● Materials provided
-*-
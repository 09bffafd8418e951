//! WAV-to-MP3 transcoding through the system ffmpeg.

use std::path::{Path, PathBuf};
use std::process::Command;

use anyhow::{bail, Context, Result};

/// Locates ffmpeg on PATH. Scene assets cannot be produced without it.
pub fn find_ffmpeg() -> Result<PathBuf> {
    which::which("ffmpeg").context(
        "ffmpeg not found on PATH; install it or pass --skip-mp3 to keep scene assets as WAV",
    )
}

/// Transcodes a WAV file to MP3 at 192 kbps and removes the intermediate.
pub fn wav_to_mp3(ffmpeg: &Path, wav_path: &Path, mp3_path: &Path) -> Result<()> {
    let output = Command::new(ffmpeg)
        .arg("-y")
        .arg("-i")
        .arg(wav_path)
        .args(["-codec:a", "libmp3lame", "-b:a", "192k", "-ar", "44100"])
        .arg(mp3_path)
        .output()
        .with_context(|| format!("failed to run ffmpeg for {}", mp3_path.display()))?;

    if !output.status.success() {
        let stderr = String::from_utf8_lossy(&output.stderr);
        bail!(
            "ffmpeg failed for {} ({}):\n{}",
            mp3_path.display(),
            output.status,
            stderr.trim()
        );
    }

    std::fs::remove_file(wav_path)
        .with_context(|| format!("failed to remove intermediate {}", wav_path.display()))?;
    Ok(())
}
-*-
Figure out how many lines above include the string "status", then report that number and nothing else.

● Written solution
2